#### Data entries
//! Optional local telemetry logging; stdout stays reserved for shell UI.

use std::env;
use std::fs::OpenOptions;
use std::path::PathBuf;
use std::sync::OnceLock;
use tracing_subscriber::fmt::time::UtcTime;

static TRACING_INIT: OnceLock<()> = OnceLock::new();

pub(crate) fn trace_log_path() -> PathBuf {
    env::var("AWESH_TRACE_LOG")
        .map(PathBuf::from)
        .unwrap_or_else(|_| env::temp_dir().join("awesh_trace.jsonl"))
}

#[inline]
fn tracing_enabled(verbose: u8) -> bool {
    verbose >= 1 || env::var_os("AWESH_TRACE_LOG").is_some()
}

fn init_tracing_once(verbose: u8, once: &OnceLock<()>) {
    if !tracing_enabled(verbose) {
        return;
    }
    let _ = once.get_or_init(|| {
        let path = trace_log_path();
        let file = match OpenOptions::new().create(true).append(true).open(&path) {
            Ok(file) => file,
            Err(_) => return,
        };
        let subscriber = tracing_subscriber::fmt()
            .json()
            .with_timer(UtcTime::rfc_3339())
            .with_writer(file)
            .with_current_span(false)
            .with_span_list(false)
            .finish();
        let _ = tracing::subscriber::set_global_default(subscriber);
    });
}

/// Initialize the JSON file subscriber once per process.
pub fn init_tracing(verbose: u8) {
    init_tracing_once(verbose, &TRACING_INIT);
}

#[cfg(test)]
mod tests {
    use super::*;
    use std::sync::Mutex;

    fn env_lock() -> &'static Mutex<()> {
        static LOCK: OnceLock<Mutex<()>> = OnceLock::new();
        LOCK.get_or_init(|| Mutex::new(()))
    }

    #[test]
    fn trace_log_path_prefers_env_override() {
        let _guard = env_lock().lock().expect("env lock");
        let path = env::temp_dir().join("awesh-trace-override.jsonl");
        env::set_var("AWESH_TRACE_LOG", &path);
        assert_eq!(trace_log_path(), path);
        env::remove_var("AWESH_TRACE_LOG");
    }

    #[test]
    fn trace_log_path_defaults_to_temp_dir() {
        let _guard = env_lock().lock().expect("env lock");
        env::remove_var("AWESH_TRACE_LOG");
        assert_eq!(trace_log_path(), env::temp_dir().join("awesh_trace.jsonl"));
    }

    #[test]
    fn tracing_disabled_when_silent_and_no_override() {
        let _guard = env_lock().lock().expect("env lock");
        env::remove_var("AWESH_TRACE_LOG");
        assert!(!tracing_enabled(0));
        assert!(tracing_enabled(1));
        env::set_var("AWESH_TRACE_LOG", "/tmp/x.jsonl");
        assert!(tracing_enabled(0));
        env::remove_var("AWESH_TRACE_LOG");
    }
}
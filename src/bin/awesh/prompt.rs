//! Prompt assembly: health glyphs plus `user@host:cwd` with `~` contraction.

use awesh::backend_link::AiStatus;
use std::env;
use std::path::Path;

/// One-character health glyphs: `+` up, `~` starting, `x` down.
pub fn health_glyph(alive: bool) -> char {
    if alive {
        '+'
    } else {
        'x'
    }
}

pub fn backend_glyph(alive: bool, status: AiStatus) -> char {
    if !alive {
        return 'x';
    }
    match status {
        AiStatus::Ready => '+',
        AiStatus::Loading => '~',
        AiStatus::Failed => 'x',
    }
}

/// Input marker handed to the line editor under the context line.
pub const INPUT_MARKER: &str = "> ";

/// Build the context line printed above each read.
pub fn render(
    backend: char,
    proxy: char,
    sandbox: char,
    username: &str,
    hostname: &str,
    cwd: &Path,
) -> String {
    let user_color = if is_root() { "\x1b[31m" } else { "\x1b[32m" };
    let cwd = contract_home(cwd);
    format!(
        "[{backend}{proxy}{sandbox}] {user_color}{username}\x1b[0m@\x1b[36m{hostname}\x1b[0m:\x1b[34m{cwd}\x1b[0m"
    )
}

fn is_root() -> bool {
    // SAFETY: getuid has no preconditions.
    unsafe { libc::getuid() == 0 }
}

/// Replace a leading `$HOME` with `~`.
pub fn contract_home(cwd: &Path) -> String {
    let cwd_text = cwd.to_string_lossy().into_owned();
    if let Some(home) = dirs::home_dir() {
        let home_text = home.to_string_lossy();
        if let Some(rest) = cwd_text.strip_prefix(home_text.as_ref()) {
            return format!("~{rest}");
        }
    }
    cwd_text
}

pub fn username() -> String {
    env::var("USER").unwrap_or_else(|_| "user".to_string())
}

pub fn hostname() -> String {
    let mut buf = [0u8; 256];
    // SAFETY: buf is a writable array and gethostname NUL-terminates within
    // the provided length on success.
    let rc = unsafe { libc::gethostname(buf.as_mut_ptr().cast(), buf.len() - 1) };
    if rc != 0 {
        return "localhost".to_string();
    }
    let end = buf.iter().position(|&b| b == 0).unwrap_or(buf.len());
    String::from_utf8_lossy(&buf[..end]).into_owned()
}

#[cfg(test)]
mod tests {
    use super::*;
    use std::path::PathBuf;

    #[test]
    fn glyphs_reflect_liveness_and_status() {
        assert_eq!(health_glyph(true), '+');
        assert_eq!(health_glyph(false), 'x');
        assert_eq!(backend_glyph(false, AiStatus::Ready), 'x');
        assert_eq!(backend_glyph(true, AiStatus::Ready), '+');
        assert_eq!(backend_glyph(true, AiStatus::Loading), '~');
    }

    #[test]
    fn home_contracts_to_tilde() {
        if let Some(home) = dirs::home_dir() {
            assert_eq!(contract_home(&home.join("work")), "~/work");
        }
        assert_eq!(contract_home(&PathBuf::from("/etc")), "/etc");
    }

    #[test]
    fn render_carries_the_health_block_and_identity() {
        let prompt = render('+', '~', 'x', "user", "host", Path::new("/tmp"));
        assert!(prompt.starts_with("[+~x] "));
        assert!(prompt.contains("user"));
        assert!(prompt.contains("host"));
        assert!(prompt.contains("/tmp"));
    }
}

#### Directions
Here the job is to restate all of the data word for word.

#### Result below
//! Optional local telemetry logging; stdout stays reserved for shell UI.

use std::env;
use std::fs::OpenOptions;
use std::path::PathBuf;
use std::sync::OnceLock;
use tracing_subscriber::fmt::time::UtcTime;

static TRACING_INIT: OnceLock<()> = OnceLock::new();

pub(crate) fn trace_log_path() -> PathBuf {
    env::var("AWESH_TRACE_LOG")
        .map(PathBuf::from)
        .unwrap_or_else(|_| env::temp_dir().join("awesh_trace.jsonl"))
}

#[inline]
fn tracing_enabled(verbose: u8) -> bool {
    verbose >= 1 || env::var_os("AWESH_TRACE_LOG").is_some()
}

fn init_tracing_once(verbose: u8, once: &OnceLock<()>) {
    if !tracing_enabled(verbose) {
        return;
    }
    let _ = once.get_or_init(|| {
        let path = trace_log_path();
        let file = match OpenOptions::new().create(true).append(true).open(&path) {
            Ok(file) => file,
            Err(_) => return,
        };
        let subscriber = tracing_subscriber::fmt()
            .json()
            .with_timer(UtcTime::rfc_3339())
            .with_writer(file)
            .with_current_span(false)
            .with_span_list(false)
            .finish();
        let _ = tracing::subscriber::set_global_default(subscriber);
    });
}

/// Initialize the JSON file subscriber once per process.
pub fn init_tracing(verbose: u8) {
    init_tracing_once(verbose, &TRACING_INIT);
}

#[cfg(test)]
mod tests {
    use super::*;
    use std::sync::Mutex;

    fn env_lock() -> &'static Mutex<()> {
        static LOCK: OnceLock<Mutex<()>> = OnceLock::new();
        LOCK.get_or_init(|| Mutex::new(()))
    }

    #[test]
    fn trace_log_path_prefers_env_override() {
        let _guard = env_lock().lock().expect("env lock");
        let path = env::temp_dir().join("awesh-trace-override.jsonl");
        env::set_var("AWESH_TRACE_LOG", &path);
        assert_eq!(trace_log_path(), path);
        env::remove_var("AWESH_TRACE_LOG");
    }

    #[test]
    fn trace_log_path_defaults_to_temp_dir() {
        let _guard = env_lock().lock().expect("env lock");
        env::remove_var("AWESH_TRACE_LOG");
        assert_eq!(trace_log_path(), env::temp_dir().join("awesh_trace.jsonl"));
    }

    #[test]
    fn tracing_disabled_when_silent_and_no_override() {
        let _guard = env_lock().lock().expect("env lock");
        env::remove_var("AWESH_TRACE_LOG");
        assert!(!tracing_enabled(0));
        assert!(tracing_enabled(1));
        env::set_var("AWESH_TRACE_LOG", "/tmp/x.jsonl");
        assert!(tracing_enabled(0));
        env::remove_var("AWESH_TRACE_LOG");
    }
}
filename src/bin/awesh/prompt.rs
//! Prompt assembly: health glyphs plus `user@host:cwd` with `~` contraction.

use awesh::backend_link::AiStatus;
use std::env;
use std::path::Path;

/// One-character health glyphs: `+` up, `~` starting, `x` down.
pub fn health_glyph(alive: bool) -> char {
    if alive {
        '+'
    } else {
        'x'
    }
}

pub fn backend_glyph(alive: bool, status: AiStatus) -> char {
    if !alive {
        return 'x';
    }
    match status {
        AiStatus::Ready => '+',
        AiStatus::Loading => '~',
        AiStatus::Failed => 'x',
    }
}

/// Input marker handed to the line editor under the context line.
pub const INPUT_MARKER: &str = "> ";

/// Build the context line printed above each read.
pub fn render(
    backend: char,
    proxy: char,
    sandbox: char,
    username: &str,
    hostname: &str,
    cwd: &Path,
) -> String {
    let user_color = if is_root() { "\x1b[31m" } else { "\x1b[32m" };
    let cwd = contract_home(cwd);
    format!(
        "[{backend}{proxy}{sandbox}] {user_color}{username}\x1b[0m@\x1b[36m{hostname}\x1b[0m:\x1b[34m{cwd}\x1b[0m"
    )
}

fn is_root() -> bool {
    // SAFETY: getuid has no preconditions.
    unsafe { libc::getuid() == 0 }
}

/// Replace a leading `$HOME` with `~`.
pub fn contract_home(cwd: &Path) -> String {
    let cwd_text = cwd.to_string_lossy().into_owned();
    if let Some(home) = dirs::home_dir() {
        let home_text = home.to_string_lossy();
        if let Some(rest) = cwd_text.strip_prefix(home_text.as_ref()) {
            return format!("~{rest}");
        }
    }
    cwd_text
}

pub fn username() -> String {
    env::var("USER").unwrap_or_else(|_| "user".to_string())
}

pub fn hostname() -> String {
    let mut buf = [0u8; 256];
    // SAFETY: buf is a writable array and gethostname NUL-terminates within
    // the provided length on success.
    let rc = unsafe { libc::gethostname(buf.as_mut_ptr().cast(), buf.len() - 1) };
    if rc != 0 {
        return "localhost".to_string();
    }
    let end = buf.iter().position(|&b| b == 0).unwrap_or(buf.len());
    String::from_utf8_lossy(&buf[..end]).into_owned()
}

#[cfg(test)]
mod tests {
    use super::*;
    use std::path::PathBuf;

    #[test]
    fn glyphs_reflect_liveness_and_status() {
        assert_eq!(health_glyph(true), '+');
        assert_eq!(health_glyph(false), 'x');
        assert_eq!(backend_glyph(false, AiStatus::Ready), 'x');
        assert_eq!(backend_glyph(true, AiStatus::Ready), '+');
        assert_eq!(backend_glyph(true, AiStatus::Loading), '~');
    }

    #[test]
    fn home_contracts_to_tilde() {
        if let Some(home) = dirs::home_dir() {
            assert_eq!(contract_home(&home.join("work")), "~/work");
        }
        assert_eq!(contract_home(&PathBuf::from("/etc")), "/etc");
    }

    #[test]
    fn render_carries_the_health_block_and_identity() {
        let prompt = render('+', '~', 'x', "user", "host", Path::new("/tmp"));
        assert!(prompt.starts_with("[+~x] "));
        assert!(prompt.contains("user"));
        assert!(prompt.contains("host"));
        assert!(prompt.contains("/tmp"));
    }
}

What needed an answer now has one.